-------- SUPPLIED DATA --------

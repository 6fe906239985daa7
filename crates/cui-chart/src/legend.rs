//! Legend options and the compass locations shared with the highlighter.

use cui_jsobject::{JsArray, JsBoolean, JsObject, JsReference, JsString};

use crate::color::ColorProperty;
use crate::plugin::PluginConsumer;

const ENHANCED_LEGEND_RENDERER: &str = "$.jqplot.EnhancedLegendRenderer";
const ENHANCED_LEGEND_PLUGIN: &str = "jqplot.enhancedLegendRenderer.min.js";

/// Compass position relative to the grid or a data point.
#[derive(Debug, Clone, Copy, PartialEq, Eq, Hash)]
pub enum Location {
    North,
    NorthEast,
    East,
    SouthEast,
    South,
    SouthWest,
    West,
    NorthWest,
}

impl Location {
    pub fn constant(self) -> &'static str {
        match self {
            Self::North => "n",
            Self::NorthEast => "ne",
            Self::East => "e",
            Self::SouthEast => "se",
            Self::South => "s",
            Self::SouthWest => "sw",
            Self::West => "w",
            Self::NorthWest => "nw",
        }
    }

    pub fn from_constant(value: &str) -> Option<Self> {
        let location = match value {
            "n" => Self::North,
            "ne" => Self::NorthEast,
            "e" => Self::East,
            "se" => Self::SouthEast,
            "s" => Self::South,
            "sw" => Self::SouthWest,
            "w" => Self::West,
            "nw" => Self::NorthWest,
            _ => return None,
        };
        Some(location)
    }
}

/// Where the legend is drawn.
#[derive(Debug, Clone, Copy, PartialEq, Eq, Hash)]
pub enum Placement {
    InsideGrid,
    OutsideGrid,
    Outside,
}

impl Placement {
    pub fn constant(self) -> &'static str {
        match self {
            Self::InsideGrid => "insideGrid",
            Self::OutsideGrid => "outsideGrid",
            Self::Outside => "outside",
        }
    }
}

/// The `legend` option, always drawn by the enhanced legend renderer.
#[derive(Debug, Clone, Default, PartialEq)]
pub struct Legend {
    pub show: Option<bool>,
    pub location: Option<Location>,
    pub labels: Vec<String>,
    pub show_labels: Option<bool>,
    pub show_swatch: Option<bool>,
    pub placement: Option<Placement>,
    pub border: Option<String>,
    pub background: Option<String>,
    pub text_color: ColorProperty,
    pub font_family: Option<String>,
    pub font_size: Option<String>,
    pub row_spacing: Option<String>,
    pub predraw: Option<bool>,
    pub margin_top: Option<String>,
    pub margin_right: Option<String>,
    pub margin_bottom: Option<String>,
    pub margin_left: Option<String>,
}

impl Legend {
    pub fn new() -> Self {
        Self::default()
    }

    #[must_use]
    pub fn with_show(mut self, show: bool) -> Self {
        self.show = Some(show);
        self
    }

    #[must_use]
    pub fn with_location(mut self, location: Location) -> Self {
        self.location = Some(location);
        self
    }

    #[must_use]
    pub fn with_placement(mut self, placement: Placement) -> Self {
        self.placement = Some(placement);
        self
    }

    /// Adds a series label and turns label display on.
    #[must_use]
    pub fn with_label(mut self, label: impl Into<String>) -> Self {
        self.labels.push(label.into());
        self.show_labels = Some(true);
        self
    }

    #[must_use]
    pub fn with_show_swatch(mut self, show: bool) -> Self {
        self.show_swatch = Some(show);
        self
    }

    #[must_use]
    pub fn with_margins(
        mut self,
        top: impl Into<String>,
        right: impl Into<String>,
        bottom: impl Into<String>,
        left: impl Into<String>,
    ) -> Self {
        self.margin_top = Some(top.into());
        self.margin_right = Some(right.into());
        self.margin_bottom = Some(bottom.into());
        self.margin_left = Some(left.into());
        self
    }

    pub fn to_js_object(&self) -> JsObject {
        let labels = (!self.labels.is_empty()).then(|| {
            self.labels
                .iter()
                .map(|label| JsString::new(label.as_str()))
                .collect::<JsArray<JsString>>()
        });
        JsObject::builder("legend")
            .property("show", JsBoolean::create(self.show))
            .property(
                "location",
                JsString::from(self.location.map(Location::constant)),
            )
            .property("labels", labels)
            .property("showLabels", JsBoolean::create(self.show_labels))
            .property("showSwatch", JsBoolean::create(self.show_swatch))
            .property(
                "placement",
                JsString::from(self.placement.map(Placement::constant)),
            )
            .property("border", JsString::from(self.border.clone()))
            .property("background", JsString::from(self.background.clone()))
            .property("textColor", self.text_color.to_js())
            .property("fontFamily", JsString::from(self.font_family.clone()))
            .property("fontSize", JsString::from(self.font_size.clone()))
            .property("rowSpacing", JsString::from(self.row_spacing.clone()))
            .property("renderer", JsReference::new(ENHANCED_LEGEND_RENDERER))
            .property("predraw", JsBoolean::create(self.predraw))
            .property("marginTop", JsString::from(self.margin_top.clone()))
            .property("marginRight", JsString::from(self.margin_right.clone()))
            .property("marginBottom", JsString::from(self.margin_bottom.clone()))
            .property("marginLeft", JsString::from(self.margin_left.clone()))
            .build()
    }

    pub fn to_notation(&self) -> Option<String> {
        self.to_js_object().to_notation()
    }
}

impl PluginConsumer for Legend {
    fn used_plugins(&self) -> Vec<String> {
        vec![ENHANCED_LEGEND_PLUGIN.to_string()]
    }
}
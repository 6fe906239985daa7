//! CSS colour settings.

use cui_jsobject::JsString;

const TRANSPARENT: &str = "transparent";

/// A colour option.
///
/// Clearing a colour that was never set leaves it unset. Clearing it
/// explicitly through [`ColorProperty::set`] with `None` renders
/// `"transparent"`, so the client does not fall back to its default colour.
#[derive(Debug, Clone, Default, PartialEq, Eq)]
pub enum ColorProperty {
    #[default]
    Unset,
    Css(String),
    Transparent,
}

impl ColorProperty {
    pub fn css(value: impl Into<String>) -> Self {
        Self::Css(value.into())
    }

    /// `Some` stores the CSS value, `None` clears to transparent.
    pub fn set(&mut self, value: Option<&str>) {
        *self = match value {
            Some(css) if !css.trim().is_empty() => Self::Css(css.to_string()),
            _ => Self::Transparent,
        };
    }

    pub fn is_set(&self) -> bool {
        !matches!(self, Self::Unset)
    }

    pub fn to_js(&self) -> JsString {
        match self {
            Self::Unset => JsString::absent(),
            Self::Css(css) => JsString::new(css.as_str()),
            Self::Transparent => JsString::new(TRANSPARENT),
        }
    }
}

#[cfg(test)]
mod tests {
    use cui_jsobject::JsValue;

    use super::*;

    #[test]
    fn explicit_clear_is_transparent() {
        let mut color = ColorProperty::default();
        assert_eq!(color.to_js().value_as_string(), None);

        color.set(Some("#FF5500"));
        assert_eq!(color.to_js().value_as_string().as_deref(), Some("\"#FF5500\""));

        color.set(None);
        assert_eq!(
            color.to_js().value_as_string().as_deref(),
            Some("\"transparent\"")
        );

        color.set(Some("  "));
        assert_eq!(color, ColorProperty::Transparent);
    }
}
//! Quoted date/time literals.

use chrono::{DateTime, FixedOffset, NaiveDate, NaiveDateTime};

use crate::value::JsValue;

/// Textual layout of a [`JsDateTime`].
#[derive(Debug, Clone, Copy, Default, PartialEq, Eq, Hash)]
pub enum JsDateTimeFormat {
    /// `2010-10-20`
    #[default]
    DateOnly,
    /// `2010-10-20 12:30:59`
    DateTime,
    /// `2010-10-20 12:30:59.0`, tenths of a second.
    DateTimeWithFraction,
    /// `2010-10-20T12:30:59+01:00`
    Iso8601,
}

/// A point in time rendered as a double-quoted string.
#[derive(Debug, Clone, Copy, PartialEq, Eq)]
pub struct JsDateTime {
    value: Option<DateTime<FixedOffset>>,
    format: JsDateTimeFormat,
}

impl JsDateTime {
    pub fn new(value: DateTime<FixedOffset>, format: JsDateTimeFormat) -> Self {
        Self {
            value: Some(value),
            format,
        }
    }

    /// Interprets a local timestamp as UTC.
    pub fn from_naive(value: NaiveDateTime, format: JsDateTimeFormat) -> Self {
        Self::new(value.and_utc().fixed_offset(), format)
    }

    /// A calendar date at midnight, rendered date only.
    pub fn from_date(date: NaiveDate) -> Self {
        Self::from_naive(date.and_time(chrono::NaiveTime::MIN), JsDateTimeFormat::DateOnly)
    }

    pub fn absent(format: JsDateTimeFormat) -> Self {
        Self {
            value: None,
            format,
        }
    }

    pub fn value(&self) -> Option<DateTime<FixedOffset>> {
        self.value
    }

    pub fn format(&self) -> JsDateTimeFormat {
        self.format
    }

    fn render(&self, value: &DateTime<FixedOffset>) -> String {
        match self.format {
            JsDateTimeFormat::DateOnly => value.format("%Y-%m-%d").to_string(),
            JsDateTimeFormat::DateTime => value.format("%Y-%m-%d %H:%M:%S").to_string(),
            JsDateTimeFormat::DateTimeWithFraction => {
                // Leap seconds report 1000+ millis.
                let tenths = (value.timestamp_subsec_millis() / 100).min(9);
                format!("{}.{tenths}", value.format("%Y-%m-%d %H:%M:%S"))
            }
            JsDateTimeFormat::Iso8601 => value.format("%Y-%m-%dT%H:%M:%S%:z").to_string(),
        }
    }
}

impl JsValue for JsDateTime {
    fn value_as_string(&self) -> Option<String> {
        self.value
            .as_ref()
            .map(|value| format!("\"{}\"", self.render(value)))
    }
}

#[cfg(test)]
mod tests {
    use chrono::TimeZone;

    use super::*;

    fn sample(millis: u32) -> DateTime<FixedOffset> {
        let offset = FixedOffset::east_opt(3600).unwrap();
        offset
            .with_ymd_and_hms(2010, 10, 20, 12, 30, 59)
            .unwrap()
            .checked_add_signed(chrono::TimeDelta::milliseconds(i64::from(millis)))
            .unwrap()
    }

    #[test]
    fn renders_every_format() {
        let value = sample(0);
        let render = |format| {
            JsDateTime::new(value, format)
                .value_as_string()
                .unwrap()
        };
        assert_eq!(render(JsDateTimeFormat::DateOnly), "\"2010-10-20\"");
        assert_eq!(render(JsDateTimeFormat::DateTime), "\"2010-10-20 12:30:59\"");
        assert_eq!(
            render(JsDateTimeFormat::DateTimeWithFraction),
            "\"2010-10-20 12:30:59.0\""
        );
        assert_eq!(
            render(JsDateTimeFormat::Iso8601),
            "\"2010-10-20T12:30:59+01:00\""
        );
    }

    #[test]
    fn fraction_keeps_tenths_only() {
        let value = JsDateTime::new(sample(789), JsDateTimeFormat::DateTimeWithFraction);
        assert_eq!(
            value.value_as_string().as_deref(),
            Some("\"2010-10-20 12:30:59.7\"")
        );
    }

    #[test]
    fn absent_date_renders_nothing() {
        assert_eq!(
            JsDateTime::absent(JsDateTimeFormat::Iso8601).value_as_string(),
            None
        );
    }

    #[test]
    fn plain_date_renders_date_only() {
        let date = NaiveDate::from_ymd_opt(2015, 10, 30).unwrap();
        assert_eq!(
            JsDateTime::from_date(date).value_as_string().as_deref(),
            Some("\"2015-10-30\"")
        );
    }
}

--------
-------- SUPPLIED DATA --------

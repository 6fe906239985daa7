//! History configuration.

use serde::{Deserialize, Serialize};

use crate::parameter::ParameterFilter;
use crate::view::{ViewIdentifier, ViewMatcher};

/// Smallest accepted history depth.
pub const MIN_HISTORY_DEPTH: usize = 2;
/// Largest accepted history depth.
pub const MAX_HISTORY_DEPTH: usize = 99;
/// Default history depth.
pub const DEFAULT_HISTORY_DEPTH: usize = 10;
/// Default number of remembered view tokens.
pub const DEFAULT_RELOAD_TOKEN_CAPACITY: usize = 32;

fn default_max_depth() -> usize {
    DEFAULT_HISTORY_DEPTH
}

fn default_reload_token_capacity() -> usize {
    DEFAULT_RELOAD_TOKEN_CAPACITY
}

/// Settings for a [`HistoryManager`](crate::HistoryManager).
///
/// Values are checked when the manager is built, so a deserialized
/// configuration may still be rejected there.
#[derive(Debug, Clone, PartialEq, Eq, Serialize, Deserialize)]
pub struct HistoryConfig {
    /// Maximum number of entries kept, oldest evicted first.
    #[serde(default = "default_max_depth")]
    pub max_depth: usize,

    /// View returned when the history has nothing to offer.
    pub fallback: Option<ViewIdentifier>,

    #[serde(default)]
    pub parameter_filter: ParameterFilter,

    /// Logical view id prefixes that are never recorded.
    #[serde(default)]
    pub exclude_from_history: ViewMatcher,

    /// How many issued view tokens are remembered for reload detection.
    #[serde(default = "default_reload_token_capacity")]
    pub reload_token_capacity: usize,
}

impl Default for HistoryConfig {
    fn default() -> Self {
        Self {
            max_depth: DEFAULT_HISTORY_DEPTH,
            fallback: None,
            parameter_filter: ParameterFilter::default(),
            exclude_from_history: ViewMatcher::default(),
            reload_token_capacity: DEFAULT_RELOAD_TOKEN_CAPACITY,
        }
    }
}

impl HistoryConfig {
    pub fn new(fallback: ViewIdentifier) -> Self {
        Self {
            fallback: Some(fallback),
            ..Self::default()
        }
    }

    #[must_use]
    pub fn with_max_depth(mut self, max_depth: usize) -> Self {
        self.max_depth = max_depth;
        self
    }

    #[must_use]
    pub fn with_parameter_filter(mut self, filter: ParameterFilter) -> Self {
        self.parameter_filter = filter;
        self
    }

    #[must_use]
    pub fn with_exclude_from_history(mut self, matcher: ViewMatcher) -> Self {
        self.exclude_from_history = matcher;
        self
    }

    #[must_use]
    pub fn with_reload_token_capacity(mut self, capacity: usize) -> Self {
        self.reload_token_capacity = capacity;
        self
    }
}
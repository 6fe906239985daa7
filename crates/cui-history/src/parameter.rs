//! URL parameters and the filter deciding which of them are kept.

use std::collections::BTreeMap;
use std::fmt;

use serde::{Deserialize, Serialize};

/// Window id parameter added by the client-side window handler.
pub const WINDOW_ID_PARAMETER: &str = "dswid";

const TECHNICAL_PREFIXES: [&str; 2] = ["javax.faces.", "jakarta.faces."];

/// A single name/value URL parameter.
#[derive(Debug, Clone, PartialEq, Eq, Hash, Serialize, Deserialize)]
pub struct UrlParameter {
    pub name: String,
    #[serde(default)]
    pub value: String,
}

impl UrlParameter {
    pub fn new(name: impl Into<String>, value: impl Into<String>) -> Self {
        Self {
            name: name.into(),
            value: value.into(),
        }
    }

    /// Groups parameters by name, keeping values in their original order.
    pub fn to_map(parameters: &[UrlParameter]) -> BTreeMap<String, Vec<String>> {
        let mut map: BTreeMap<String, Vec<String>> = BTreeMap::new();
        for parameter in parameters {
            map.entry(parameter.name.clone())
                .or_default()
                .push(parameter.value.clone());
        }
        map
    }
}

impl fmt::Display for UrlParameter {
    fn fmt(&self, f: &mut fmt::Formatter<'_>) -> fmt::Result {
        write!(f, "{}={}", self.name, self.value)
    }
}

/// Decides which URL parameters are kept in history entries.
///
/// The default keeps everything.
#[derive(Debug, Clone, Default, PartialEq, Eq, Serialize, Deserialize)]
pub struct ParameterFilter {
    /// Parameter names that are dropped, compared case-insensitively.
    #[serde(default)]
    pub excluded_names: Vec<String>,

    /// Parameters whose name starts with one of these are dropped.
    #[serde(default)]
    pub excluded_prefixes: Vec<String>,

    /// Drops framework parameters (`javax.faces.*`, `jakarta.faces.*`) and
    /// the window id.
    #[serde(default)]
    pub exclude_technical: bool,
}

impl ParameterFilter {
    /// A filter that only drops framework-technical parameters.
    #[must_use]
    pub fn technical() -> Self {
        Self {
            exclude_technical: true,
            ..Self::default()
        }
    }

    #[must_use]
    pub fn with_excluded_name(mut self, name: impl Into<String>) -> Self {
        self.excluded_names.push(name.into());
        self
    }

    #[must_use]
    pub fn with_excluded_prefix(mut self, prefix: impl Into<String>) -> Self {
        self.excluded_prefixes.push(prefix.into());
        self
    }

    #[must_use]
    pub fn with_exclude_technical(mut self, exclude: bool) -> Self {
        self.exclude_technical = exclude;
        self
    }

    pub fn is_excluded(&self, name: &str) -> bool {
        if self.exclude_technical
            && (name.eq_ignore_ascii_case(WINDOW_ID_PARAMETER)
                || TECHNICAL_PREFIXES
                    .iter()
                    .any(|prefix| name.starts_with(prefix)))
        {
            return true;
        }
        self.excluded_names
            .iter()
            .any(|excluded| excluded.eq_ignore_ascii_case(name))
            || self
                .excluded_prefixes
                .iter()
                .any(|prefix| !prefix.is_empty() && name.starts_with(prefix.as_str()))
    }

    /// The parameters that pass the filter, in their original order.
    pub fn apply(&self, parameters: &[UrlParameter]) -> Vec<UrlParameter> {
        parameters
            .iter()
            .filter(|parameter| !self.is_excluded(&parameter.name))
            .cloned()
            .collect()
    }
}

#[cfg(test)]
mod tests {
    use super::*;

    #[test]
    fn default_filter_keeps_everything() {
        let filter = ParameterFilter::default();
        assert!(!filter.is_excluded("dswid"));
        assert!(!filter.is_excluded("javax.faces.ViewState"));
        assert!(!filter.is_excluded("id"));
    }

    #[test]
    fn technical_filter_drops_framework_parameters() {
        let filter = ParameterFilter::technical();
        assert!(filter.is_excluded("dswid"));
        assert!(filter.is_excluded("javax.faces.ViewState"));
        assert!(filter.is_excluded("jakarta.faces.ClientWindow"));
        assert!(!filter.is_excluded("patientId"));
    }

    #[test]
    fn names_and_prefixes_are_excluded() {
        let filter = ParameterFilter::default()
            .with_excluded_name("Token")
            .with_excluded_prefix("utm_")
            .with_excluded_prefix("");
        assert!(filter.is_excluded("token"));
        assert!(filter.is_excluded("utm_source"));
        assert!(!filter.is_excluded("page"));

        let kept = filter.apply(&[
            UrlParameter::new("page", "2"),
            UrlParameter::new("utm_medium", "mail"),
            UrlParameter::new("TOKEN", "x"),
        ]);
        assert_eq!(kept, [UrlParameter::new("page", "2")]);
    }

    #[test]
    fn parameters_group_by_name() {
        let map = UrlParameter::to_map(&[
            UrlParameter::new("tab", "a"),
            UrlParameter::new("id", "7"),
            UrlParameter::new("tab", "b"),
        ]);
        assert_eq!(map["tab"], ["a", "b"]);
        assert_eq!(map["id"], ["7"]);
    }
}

--------
-------- SUPPLIED DATA --------

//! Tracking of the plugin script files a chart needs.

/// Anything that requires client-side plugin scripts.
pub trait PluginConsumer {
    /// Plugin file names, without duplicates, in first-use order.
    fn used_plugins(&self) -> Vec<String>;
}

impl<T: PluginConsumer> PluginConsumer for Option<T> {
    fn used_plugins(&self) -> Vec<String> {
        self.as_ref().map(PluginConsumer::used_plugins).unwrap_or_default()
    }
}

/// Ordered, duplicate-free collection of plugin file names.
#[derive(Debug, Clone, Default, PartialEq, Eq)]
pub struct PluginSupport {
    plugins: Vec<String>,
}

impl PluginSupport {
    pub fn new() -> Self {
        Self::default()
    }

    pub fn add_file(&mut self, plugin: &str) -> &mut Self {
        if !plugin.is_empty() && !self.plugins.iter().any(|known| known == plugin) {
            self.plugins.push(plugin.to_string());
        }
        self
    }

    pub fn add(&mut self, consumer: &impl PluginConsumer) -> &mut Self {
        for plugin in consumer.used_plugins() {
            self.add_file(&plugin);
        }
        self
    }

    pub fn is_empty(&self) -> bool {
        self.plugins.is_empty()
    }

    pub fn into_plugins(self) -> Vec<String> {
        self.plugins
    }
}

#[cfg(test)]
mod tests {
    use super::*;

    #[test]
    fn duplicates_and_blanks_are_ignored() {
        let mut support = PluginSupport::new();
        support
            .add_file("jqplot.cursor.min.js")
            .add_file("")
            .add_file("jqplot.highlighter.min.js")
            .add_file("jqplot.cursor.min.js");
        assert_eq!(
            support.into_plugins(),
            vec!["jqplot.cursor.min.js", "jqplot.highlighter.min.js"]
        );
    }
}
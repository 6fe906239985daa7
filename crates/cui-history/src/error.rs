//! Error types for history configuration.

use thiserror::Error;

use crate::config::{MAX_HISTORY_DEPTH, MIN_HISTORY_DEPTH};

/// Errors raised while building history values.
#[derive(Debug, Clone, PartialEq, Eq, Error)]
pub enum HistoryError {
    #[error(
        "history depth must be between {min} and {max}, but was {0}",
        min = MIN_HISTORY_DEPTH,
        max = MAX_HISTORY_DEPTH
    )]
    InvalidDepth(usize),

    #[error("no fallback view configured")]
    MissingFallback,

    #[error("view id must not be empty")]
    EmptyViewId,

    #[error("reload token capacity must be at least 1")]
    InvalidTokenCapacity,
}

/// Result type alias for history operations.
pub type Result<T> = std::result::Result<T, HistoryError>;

--------

- **WHAT TO PRODUCE**:
The lines you return should be those above that contain the word "entries", every one of them.

- **REPLY**:
    /// Maximum number of entries kept, oldest evicted first.
/// Decides which URL parameters are kept in history entries.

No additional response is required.